Residents are unsure what sparked the assault. The town had only a small rebel presence, though fighters from the area had killed soldiers at nearby checkpoints or destroyed regime tanks, said local fighter Sahir Schaib. Rebels also blew up nine regime tanks as they left the town, mostly with homemade bombs planted along the roads.
He suspects the regime sought to stop the town from emerging as a protest center, especially since it is near a military base.
"There were lots of villages around that had just started protesting and they wanted to say, 'This is what we can do to you,'" Schaib said. "They committed the massacre to teach the whole region a lesson."
The Syrian government rarely comments on its military actions and blames the uprising on armed terrorists acting out a foreign conspiracy. It bars most reporters from working in the country, and the AP was able to visit Taftanaz only after entering from a neighboring country.
The price of Taftanaz's defiance is obvious around town. Homes have been reduced to rubble. Most shops along the town's main street are shuttered, their thick metal doors scarred by shrapnel and gunfire. Black soot lines the windows of others. Yet others lie collapsed in piles of bricks and mortar.
"They took what they took and burned what they burned," said Abu Eissa Ghazzal, 75, another member of the extended Ghazzal family. Standing near his torched grocery store on the ground floor of a three-story building, he despaired for the future.
"They didn't leave me a single nail," he said.
His younger brother had built the building after working for two decades in Saudi Arabia and lived with his family in the top two floors, Ghazzal said. Now all had been torched, and his brother and family had fled to a refugee camp in Turkey.
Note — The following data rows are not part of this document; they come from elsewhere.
//! Comprehensive PFCP Performance Benchmarks
//!
//! Benchmarks covering all critical PFCP operations:
//! - Message marshaling/unmarshaling performance
//! - IE construction and serialization
//! - Memory allocation patterns
//! - Throughput under load

use criterion::{black_box, criterion_group, criterion_main, Criterion, BenchmarkId, Throughput};
use pfcp_core::ie::{
    QueryUrr, TrafficEndpointId, PfcpSessionChangeInfo, SmfSetId,
    node_id::NodeId, fseid::Fseid,
};
use pfcp_core::message::{
    session_establishment_request::SessionEstablishmentRequestBuilder,
    session_modification_request::SessionModificationRequestBuilder,
    heartbeat_request::HeartbeatRequestBuilder,
    Message,
};
use std::net::Ipv4Addr;
use std::time::SystemTime;

// Benchmark IE marshaling performance
fn bench_ie_marshaling(c: &mut Criterion) {
    let mut group = c.benchmark_group("ie_marshaling");
    
    // Phase 1-3 IEs
    let query_urr = QueryUrr::new(12345);
    let traffic_endpoint = TrafficEndpointId::new(42);
    let session_change = PfcpSessionChangeInfo::new(0x123456789ABCDEF0, 1);
    let smf_set_id = SmfSetId::new("smf-set-benchmark-001".to_string());
    
    // Core IEs
    let node_id = NodeId::new_ipv4(Ipv4Addr::new(192, 168, 1, 100));
    let fseid = Fseid::new(0x123456789ABCDEF0, Some(Ipv4Addr::new(10, 0, 0, 1)), None);
    
    group.bench_function("query_urr", |b| {
        b.iter(|| black_box(query_urr.marshal()))
    });
    
    group.bench_function("traffic_endpoint_id", |b| {
        b.iter(|| black_box(traffic_endpoint.marshal()))
    });
    
    group.bench_function("session_change_info", |b| {
        b.iter(|| black_box(session_change.marshal()))
    });
    
    group.bench_function("smf_set_id", |b| {
        b.iter(|| black_box(smf_set_id.marshal()))
    });
    
    group.bench_function("node_id", |b| {
        b.iter(|| black_box(node_id.marshal()))
    });
    
    group.bench_function("fseid", |b| {
        b.iter(|| black_box(fseid.marshal()))
    });
    
    group.finish();
}

// Benchmark IE unmarshaling performance
fn bench_ie_unmarshaling(c: &mut Criterion) {
    let mut group = c.benchmark_group("ie_unmarshaling");
    
    // Pre-marshal test data
    let query_urr_data = QueryUrr::new(12345).marshal();
    let traffic_endpoint_data = TrafficEndpointId::new(42).marshal();
    let session_change_data = PfcpSessionChangeInfo::new(0x123456789ABCDEF0, 1).marshal();
    let smf_set_id_data = SmfSetId::new("smf-set-benchmark-001".to_string()).marshal();
    
    group.bench_function("query_urr", |b| {
        b.iter(|| black_box(QueryUrr::unmarshal(&query_urr_data).unwrap()))
    });
    
    group.bench_function("traffic_endpoint_id", |b| {
        b.iter(|| black_box(TrafficEndpointId::unmarshal(&traffic_endpoint_data).unwrap()))
    });
    
    group.bench_function("session_change_info", |b| {
        b.iter(|| black_box(PfcpSessionChangeInfo::unmarshal(&session_change_data).unwrap()))
    });
    
    group.bench_function("smf_set_id", |b| {
        b.iter(|| black_box(SmfSetId::unmarshal(&smf_set_id_data).unwrap()))
    });
    
    group.finish();
}

// Benchmark message construction performance
fn bench_message_construction(c: &mut Criterion) {
    let mut group = c.benchmark_group("message_construction");
    
    group.bench_function("heartbeat_request", |b| {
        b.iter(|| {
            black_box(
                HeartbeatRequestBuilder::new(1)
                    .recovery_time_stamp(SystemTime::now())
                    .build()
            )
        })
    });
    
    group.bench_function("session_establishment_simple", |b| {
        b.iter(|| {
            black_box(
                SessionEstablishmentRequestBuilder::new(0x123456789ABCDEF0, 1)
                    .node_id(Ipv4Addr::new(10, 0, 0, 1))
                    .fseid(0x123456789ABCDEF0, Ipv4Addr::new(10, 0, 0, 1))
                    .build()
            )
        })
    });
    
    group.bench_function("session_modification_with_query_urr", |b| {
        b.iter(|| {
            let query_urrs = vec![
                QueryUrr::new(1).into(),
                QueryUrr::new(2).into(),
                QueryUrr::new(3).into(),
            ];
            
            black_box(
                SessionModificationRequestBuilder::new(0x123456789ABCDEF0, 1)
                    .query_urrs(query_urrs)
                    .build()
            )
        })
    });
    
    group.finish();
}

// Benchmark complex message marshaling
fn bench_message_marshaling(c: &mut Criterion) {
    let mut group = c.benchmark_group("message_marshaling");
    
    // Pre-build complex messages
    let heartbeat = HeartbeatRequestBuilder::new(1)
        .recovery_time_stamp(SystemTime::now())
        .build();
    
    let session_est = SessionEstablishmentRequestBuilder::new(0x123456789ABCDEF0, 1)
        .node_id(Ipv4Addr::new(10, 0, 0, 1))
        .fseid(0x123456789ABCDEF0, Ipv4Addr::new(10, 0, 0, 1))
        .build();
    
    let session_mod = SessionModificationRequestBuilder::new(0x123456789ABCDEF0, 1)
        .query_urrs(vec![
            QueryUrr::new(1).into(),
            QueryUrr::new(2).into(),
            QueryUrr::new(3).into(),
        ])
        .build();
    
    group.bench_function("heartbeat_request", |b| {
        b.iter(|| black_box(heartbeat.marshal()))
    });
    
    group.bench_function("session_establishment", |b| {
        b.iter(|| black_box(session_est.marshal()))
    });
    
    group.bench_function("session_modification", |b| {
        b.iter(|| black_box(session_mod.marshal()))
    });
    
    group.finish();
}

// Benchmark message unmarshaling
fn bench_message_unmarshaling(c: &mut Criterion) {
    let mut group = c.benchmark_group("message_unmarshaling");
    
    // Pre-marshal test data
    let heartbeat_data = HeartbeatRequestBuilder::new(1)
        .recovery_time_stamp(SystemTime::now())
        .build()
        .marshal();
    
    let session_est_data = SessionEstablishmentRequestBuilder::new(0x123456789ABCDEF0, 1)
        .node_id(Ipv4Addr::new(10, 0, 0, 1))
        .fseid(0x123456789ABCDEF0, Ipv4Addr::new(10, 0, 0, 1))
        .build()
        .marshal();
    
    group.bench_function("heartbeat_request", |b| {
        b.iter(|| black_box(pfcp_core::message::parse(&heartbeat_data).unwrap()))
    });
    
    group.bench_function("session_establishment", |b| {
        b.iter(|| black_box(pfcp_core::message::parse(&session_est_data).unwrap()))
    });
    
    group.finish();
}

// Benchmark throughput under load
fn bench_throughput(c: &mut Criterion) {
    let mut group = c.benchmark_group("throughput");
    
    // Test different message sizes
    for &msg_count in &[10, 100, 1000] {
        group.throughput(Throughput::Elements(msg_count as u64));
        
        group.bench_with_input(
            BenchmarkId::new("heartbeat_batch", msg_count),
            &msg_count,
            |b, &count| {
                b.iter(|| {
                    for i in 0..count {
                        let msg = HeartbeatRequestBuilder::new(i as u32)
                            .recovery_time_stamp(SystemTime::now())
                            .build();
                        black_box(msg.marshal());
                    }
                })
            },
        );
        
        group.bench_with_input(
            BenchmarkId::new("query_urr_batch", msg_count),
            &msg_count,
            |b, &count| {
                b.iter(|| {
                    for i in 0..count {
                        let query_urrs = vec![
                            QueryUrr::new(i as u32 + 1).into(),
                            QueryUrr::new(i as u32 + 2).into(),
                        ];
                        
                        let msg = SessionModificationRequestBuilder::new(0x123456789ABCDEF0, i as u32)
                            .query_urrs(query_urrs)
                            .build();
                        black_box(msg.marshal());
                    }
                })
            },
        );
    }
    
    group.finish();
}

// Memory allocation benchmarks
fn bench_memory_patterns(c: &mut Criterion) {
    let mut group = c.benchmark_group("memory_patterns");
    
    group.bench_function("ie_creation_no_alloc", |b| {
        b.iter(|| {
            // Test IEs that shouldn't allocate
            black_box(QueryUrr::new(12345));
            black_box(TrafficEndpointId::new(42));
        })
    });
    
    group.bench_function("ie_creation_with_alloc", |b| {
        b.iter(|| {
            // Test IEs that do allocate
            black_box(SmfSetId::new("test-set-id".to_string()));
            black_box(PfcpSessionChangeInfo::new(0x123456789ABCDEF0, 1));
        })
    });
    
    group.bench_function("message_builder_reuse", |b| {
        b.iter(|| {
            // Test builder pattern efficiency
            for i in 0..10 {
                let msg = SessionModificationRequestBuilder::new(0x123456789ABCDEF0, i)
                    .query_urrs(vec![QueryUrr::new(i + 1).into()])
                    .build();
                black_box(msg);
            }
        })
    });
    
    group.finish();
}

criterion_group!(
    benches,
    bench_ie_marshaling,
    bench_ie_unmarshaling,
    bench_message_construction,
    bench_message_marshaling,
    bench_message_unmarshaling,
    bench_throughput,
    bench_memory_patterns
);

criterion_main!(benches);
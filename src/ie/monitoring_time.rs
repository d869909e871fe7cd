// src/ie/monitoring_time.rs

//! Monitoring Time Information Element.

use crate::error::PfcpError;
use crate::ie::IeType;
use std::time::{Duration, SystemTime, UNIX_EPOCH};

// NTP epoch (1900-01-01T00:00:00Z) is 2208988800 seconds before the Unix epoch (1970-01-01T00:00:00Z).
const NTP_EPOCH_OFFSET: u64 = 2208988800;

#[derive(Debug, Clone, Copy, PartialEq, Eq)]
pub struct MonitoringTime {
    pub timestamp: SystemTime,
}

impl MonitoringTime {
    pub fn new(timestamp: SystemTime) -> Self {
        MonitoringTime { timestamp }
    }

    pub fn marshal(&self) -> [u8; 8] {
        let unix_timestamp_secs = self
            .timestamp
            .duration_since(UNIX_EPOCH)
            .expect("Time went backwards")
            .as_secs();
        let ntp_timestamp = unix_timestamp_secs + NTP_EPOCH_OFFSET;
        ntp_timestamp.to_be_bytes()
    }

    pub fn unmarshal(data: &[u8]) -> Result<Self, PfcpError> {
        if data.len() < 8 {
            return Err(PfcpError::invalid_length(
                "Monitoring Time",
                IeType::MonitoringTime,
                8,
                data.len(),
            ));
        }
        let ntp_timestamp = u64::from_be_bytes(data[0..8].try_into().unwrap());
        if ntp_timestamp < NTP_EPOCH_OFFSET {
            return Err(PfcpError::invalid_value(
                "timestamp",
                ntp_timestamp.to_string(),
                "NTP timestamp is before Unix epoch",
            ));
        }
        let unix_timestamp = ntp_timestamp - NTP_EPOCH_OFFSET;
        let timestamp = UNIX_EPOCH + Duration::from_secs(unix_timestamp);
        Ok(MonitoringTime { timestamp })
    }
}
//! APN/DNN IE.

use crate::ie::{Ie, IeType};
use std::io;

/// Represents the APN/DNN (Access Point Name / Data Network Name) Information Element.
/// Used to identify the access point or data network in 4G/5G networks.
/// Defined in 3GPP TS 29.244 Section 8.2.103.
#[derive(Debug, Clone, PartialEq, Eq)]
pub struct ApnDnn {
    pub name: String,
}

impl ApnDnn {
    /// Creates a new APN/DNN IE.
    pub fn new(name: String) -> Self {
        ApnDnn { name }
    }

    /// Creates an APN/DNN from a string slice.
    pub fn from_str(name: &str) -> Self {
        ApnDnn::new(name.to_string())
    }

    /// Gets the APN/DNN name.
    pub fn name(&self) -> &str {
        &self.name
    }

    /// Gets the length of the marshaled APN/DNN.
    pub fn len(&self) -> usize {
        // APN/DNN encoding uses DNS label format with length prefixes
        self.encoded_name().len()
    }

    /// Checks if the APN/DNN is empty.
    pub fn is_empty(&self) -> bool {
        self.name.is_empty()
    }

    /// Encodes the APN/DNN name in DNS label format.
    /// Each label is prefixed with its length (1 byte).
    /// Example: "internet.mnc001.mcc001.gprs" becomes:
    /// [8]internet[6]mnc001[6]mcc001[4]gprs[0]
    fn encoded_name(&self) -> Vec<u8> {
        if self.name.is_empty() {
            return vec![0]; // Empty name is encoded as single zero byte
        }

        let mut encoded = Vec::new();
        let labels: Vec<&str> = self.name.split('.').collect();

        for label in labels {
            if label.len() > 63 {
                // RFC 1035: Label length limit is 63 octets
                // In practice, we'll truncate to 63 for robustness
                let truncated = &label[..63];
                encoded.push(truncated.len() as u8);
                encoded.extend_from_slice(truncated.as_bytes());
            } else {
                encoded.push(label.len() as u8);
                encoded.extend_from_slice(label.as_bytes());
            }
        }

        // DNS names end with a zero-length label
        encoded.push(0);
        encoded
    }

    /// Decodes the APN/DNN name from DNS label format.
    fn decode_name(encoded: &[u8]) -> Result<String, io::Error> {
        if encoded.is_empty() {
            return Ok(String::new());
        }

        let mut labels = Vec::new();
        let mut offset = 0;

        while offset < encoded.len() {
            let label_len = encoded[offset] as usize;
            offset += 1;

            if label_len == 0 {
                // End of name
                break;
            }

            if offset + label_len > encoded.len() {
                return Err(io::Error::new(
                    io::ErrorKind::InvalidData,
                    "Invalid APN/DNN label length",
                ));
            }

            let label = String::from_utf8(encoded[offset..offset + label_len].to_vec())
                .map_err(|_| {
                    io::Error::new(io::ErrorKind::InvalidData, "Invalid APN/DNN label UTF-8")
                })?;

            labels.push(label);
            offset += label_len;
        }

        Ok(labels.join("."))
    }

    /// Marshals the APN/DNN into a byte vector.
    pub fn marshal(&self) -> Vec<u8> {
        self.encoded_name()
    }

    /// Unmarshals a byte slice into an APN/DNN IE.
    pub fn unmarshal(payload: &[u8]) -> Result<Self, io::Error> {
        let name = Self::decode_name(payload)?;
        Ok(ApnDnn { name })
    }

    /// Wraps the APN/DNN in an APN/DNN IE.
    pub fn to_ie(&self) -> Ie {
        Ie::new(IeType::ApnDnn, self.marshal())
    }
}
His older brother lived across the alley and refused to leave his home when the army came. When the attack was over, rescue teams found the 81-year-old man's body still in his home, burned to a crisp.
"Now there is nobody left," he said. "Who is going to rebuild all of this, now that all of those with children have left?"
The army has not returned since the April raid. Local activists still organize protests, though many fewer people attend, and rumors of impending military incursions often terrify residents.
Most of the dead rest in a long mass grave on the village's east side, their names scrawled in marker on cinder block headstones. Preceding most names is the honorific "hero martyr." One inscription for the unidentified bodies reads simply "four people."
"Most of them were my friends," said Abdullah Ghazzal, the English student, walking among the graves. He pointed out the grave of his 44-year-old brother, shot dead that day.
"They also burned down his house," he said.
Ben Hubbard spent two weeks inside Syria with a team of AP journalists. Taftanaz was among the hardest-hit areas the team visited, but many other cities and towns also have suffered heavy damage.